Transcribe the records below exactly, from their first line through the line containing "impl From<relay_core::Error> for". Omit every line after it.

Start of Input data

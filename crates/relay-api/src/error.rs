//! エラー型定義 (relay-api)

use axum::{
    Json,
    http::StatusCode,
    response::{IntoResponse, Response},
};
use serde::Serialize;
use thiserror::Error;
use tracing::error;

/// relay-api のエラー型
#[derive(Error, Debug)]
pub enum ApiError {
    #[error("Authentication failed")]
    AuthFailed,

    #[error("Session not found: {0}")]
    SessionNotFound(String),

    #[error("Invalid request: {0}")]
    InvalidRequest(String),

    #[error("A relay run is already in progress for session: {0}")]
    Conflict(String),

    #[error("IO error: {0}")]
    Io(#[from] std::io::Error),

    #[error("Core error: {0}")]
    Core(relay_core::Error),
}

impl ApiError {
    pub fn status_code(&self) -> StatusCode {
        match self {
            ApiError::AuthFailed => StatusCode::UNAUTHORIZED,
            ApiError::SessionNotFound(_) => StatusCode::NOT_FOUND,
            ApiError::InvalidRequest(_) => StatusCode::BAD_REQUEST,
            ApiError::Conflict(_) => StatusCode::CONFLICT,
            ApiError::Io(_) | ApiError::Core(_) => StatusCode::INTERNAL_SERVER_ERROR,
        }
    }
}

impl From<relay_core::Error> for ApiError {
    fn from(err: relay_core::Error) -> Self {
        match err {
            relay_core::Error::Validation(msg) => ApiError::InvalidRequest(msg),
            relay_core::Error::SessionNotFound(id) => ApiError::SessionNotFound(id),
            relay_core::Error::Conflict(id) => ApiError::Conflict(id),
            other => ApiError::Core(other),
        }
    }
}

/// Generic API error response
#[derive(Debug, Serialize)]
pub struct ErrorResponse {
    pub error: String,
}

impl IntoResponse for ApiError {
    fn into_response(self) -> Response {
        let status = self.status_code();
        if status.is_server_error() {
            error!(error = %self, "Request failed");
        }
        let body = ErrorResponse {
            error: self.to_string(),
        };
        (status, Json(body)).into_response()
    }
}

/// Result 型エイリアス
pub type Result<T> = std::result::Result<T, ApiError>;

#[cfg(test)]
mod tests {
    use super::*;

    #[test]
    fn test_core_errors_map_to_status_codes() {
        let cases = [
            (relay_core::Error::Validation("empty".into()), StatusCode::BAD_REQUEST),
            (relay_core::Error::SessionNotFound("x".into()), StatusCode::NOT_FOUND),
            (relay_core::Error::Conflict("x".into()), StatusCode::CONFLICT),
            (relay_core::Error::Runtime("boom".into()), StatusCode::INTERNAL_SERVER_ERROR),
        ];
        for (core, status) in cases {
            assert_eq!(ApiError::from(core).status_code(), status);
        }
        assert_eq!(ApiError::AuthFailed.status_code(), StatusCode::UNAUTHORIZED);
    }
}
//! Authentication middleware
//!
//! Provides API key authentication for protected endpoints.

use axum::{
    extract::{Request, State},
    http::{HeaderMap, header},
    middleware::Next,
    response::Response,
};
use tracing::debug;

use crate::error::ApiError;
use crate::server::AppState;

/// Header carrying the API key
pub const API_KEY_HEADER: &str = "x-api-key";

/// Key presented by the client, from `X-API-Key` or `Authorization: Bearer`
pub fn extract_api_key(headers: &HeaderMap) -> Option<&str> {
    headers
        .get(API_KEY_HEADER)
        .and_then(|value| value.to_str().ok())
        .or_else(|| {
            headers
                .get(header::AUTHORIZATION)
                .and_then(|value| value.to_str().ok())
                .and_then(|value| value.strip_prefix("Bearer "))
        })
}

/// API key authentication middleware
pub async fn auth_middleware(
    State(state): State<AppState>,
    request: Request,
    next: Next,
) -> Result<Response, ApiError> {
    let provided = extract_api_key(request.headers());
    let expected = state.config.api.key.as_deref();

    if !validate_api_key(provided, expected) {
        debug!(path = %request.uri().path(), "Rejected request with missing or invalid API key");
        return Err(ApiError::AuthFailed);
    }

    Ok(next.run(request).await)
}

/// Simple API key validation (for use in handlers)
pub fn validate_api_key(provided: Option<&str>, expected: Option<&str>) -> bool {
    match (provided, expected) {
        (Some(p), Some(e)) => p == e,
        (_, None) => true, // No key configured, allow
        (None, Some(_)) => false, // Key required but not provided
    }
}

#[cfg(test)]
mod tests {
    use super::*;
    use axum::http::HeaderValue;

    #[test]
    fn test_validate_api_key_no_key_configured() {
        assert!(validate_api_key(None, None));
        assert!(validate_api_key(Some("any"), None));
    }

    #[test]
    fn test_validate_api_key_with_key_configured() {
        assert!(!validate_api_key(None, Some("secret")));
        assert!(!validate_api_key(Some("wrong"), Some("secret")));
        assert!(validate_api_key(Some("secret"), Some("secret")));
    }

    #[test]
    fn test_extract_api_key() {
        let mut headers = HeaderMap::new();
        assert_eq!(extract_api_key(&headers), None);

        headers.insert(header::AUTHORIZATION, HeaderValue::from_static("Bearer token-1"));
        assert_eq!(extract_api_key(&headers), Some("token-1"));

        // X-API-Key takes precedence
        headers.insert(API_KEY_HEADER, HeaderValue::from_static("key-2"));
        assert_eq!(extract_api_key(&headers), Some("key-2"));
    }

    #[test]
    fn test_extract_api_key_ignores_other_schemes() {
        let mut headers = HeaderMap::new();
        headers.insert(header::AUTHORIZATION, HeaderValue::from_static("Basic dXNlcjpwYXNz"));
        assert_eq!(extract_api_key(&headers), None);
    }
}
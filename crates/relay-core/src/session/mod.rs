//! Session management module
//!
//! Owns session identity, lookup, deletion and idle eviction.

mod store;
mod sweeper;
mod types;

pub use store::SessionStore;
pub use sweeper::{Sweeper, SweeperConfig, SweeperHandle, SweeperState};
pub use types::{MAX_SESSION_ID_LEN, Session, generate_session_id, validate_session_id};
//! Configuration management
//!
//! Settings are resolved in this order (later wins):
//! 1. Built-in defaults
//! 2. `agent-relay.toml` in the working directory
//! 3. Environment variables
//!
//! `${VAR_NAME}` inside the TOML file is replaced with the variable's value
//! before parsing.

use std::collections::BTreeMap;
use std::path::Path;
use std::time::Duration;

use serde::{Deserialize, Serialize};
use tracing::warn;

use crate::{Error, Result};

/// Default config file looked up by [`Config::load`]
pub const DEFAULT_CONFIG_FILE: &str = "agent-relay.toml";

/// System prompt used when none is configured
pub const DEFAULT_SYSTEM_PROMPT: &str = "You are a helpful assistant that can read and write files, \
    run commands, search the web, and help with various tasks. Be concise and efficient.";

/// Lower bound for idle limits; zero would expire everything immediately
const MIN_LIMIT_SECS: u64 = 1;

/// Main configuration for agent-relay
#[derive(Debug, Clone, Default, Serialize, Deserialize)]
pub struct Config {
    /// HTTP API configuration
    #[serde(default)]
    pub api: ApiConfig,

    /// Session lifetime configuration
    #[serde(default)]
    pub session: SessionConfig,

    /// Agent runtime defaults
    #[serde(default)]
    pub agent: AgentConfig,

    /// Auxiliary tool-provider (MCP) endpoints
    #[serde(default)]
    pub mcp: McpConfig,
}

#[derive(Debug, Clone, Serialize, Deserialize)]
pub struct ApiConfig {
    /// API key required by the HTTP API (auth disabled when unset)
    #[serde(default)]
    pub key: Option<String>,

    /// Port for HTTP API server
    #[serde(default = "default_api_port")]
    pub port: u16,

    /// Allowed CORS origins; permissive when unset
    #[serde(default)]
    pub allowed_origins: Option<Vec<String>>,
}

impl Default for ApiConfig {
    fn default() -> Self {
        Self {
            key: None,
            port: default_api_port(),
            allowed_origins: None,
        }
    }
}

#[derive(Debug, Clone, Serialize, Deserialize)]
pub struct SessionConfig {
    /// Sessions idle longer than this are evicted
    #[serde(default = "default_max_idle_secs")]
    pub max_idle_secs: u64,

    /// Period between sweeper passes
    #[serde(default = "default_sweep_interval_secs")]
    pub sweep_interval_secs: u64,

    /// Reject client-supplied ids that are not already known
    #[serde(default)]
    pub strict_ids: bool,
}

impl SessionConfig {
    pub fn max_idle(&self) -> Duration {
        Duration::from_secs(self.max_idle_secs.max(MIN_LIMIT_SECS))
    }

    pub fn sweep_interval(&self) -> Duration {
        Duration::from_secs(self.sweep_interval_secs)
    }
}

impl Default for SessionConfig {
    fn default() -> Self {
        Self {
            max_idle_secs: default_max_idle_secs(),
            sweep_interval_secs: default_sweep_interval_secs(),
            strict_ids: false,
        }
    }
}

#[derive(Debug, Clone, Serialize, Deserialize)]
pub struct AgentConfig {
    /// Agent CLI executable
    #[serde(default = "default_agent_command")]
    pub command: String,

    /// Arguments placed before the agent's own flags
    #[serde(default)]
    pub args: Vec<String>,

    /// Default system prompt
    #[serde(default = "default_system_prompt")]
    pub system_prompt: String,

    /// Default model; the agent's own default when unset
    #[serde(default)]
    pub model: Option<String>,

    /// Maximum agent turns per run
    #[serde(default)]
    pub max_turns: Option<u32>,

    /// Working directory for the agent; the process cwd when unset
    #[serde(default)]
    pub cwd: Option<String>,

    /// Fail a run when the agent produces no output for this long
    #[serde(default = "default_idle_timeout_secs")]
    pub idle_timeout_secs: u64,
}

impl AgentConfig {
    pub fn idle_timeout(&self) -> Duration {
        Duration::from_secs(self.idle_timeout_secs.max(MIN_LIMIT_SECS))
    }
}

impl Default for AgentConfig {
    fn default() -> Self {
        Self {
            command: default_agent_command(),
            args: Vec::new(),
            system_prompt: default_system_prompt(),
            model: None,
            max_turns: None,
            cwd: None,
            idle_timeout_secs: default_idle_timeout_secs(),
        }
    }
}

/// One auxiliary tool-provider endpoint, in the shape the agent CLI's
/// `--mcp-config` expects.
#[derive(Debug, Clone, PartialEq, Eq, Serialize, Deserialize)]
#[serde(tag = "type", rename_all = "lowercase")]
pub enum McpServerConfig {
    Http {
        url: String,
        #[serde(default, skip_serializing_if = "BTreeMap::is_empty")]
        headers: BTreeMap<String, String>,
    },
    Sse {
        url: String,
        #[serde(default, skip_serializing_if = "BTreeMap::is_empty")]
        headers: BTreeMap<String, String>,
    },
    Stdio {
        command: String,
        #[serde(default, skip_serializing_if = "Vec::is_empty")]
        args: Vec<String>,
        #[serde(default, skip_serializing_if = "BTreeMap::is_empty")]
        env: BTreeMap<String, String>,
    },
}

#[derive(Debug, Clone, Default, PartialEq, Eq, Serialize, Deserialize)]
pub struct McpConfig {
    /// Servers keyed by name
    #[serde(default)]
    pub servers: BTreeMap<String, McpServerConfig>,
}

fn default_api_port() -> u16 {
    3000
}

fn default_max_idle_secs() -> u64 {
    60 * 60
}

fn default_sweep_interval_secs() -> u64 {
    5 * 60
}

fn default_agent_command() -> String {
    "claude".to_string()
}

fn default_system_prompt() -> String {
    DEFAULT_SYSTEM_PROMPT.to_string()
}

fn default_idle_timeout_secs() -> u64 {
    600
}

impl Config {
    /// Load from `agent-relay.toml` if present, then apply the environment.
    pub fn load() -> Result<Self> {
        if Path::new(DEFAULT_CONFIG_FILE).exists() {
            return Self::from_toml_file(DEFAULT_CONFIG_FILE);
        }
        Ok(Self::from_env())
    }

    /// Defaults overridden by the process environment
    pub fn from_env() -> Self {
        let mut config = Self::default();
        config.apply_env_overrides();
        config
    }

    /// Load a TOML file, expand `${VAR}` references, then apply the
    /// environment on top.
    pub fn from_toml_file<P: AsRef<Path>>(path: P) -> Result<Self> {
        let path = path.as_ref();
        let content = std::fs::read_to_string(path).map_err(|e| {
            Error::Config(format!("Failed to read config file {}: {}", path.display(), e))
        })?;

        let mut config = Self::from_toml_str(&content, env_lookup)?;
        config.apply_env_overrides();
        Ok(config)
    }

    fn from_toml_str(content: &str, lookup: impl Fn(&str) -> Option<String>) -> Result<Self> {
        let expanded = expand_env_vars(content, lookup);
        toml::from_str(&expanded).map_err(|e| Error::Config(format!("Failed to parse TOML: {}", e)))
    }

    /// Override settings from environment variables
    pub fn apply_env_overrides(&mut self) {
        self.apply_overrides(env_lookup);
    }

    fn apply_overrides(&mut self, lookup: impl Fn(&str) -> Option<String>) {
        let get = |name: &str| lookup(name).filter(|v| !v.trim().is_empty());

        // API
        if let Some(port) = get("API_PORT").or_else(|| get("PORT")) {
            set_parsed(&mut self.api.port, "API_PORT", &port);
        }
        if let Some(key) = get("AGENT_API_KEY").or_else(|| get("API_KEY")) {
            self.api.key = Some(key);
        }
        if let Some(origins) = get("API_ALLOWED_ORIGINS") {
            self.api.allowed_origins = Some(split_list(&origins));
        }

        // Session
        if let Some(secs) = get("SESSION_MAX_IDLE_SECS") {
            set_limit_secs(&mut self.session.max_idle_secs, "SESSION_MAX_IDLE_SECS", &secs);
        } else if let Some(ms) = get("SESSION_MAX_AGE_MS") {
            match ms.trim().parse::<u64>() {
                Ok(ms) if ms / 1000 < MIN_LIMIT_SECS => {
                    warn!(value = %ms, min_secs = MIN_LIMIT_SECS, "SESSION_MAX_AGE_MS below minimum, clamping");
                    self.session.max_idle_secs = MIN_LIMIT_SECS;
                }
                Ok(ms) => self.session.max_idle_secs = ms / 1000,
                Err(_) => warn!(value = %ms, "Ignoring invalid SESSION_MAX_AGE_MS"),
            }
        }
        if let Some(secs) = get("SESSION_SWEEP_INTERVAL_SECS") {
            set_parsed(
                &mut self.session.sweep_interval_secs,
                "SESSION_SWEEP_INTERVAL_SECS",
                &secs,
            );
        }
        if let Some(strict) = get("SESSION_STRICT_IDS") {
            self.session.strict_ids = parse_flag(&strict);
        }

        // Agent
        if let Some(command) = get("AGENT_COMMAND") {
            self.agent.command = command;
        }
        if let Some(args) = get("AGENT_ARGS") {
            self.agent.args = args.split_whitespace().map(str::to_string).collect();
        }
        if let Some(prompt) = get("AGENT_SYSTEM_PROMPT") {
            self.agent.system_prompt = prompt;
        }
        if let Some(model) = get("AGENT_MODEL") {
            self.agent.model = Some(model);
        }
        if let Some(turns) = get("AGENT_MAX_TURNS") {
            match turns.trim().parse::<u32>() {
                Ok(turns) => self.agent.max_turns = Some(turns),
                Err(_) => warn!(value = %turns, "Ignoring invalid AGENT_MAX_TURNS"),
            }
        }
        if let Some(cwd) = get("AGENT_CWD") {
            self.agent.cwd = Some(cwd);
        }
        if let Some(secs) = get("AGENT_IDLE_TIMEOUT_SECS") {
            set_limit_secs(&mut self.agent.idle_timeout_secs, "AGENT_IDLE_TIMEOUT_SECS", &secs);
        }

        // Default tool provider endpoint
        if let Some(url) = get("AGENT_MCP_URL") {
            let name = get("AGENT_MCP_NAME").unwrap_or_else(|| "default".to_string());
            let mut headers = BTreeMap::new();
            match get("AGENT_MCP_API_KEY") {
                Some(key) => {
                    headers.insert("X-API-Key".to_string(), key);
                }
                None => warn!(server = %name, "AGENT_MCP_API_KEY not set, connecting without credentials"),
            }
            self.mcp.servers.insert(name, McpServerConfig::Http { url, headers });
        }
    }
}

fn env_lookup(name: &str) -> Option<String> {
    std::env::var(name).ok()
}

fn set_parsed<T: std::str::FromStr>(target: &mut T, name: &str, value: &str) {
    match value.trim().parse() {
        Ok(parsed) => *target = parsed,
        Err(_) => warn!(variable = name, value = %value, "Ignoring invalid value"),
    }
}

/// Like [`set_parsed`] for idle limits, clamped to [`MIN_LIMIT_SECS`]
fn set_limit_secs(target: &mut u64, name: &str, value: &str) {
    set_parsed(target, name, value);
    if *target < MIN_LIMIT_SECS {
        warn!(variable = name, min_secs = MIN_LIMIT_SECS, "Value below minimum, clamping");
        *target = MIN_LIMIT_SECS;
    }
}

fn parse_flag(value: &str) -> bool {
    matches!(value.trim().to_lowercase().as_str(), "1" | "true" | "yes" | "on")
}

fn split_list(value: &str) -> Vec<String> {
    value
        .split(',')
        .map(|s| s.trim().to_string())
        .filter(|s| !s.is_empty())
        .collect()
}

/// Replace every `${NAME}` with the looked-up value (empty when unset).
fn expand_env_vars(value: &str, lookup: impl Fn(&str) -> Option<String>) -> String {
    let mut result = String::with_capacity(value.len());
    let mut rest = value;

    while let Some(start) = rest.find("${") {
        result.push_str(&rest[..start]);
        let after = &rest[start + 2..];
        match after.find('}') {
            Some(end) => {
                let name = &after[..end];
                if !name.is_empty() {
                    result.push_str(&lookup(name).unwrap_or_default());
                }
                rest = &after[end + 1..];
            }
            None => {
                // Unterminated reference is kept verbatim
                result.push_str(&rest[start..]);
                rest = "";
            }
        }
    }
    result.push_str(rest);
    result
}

End of Input data

[Answer section]
filename crates/relay-api/src/error.rs
//! エラー型定義 (relay-api)

use axum::{
    Json,
    http::StatusCode,
    response::{IntoResponse, Response},
};
use serde::Serialize;
use thiserror::Error;
use tracing::error;

/// relay-api のエラー型
#[derive(Error, Debug)]
pub enum ApiError {
    #[error("Authentication failed")]
    AuthFailed,

    #[error("Session not found: {0}")]
    SessionNotFound(String),

    #[error("Invalid request: {0}")]
    InvalidRequest(String),

    #[error("A relay run is already in progress for session: {0}")]
    Conflict(String),

    #[error("IO error: {0}")]
    Io(#[from] std::io::Error),

    #[error("Core error: {0}")]
    Core(relay_core::Error),
}

impl ApiError {
    pub fn status_code(&self) -> StatusCode {
        match self {
            ApiError::AuthFailed => StatusCode::UNAUTHORIZED,
            ApiError::SessionNotFound(_) => StatusCode::NOT_FOUND,
            ApiError::InvalidRequest(_) => StatusCode::BAD_REQUEST,
            ApiError::Conflict(_) => StatusCode::CONFLICT,
            ApiError::Io(_) | ApiError::Core(_) => StatusCode::INTERNAL_SERVER_ERROR,
        }
    }
}

impl From<relay_core::Error> for ApiError {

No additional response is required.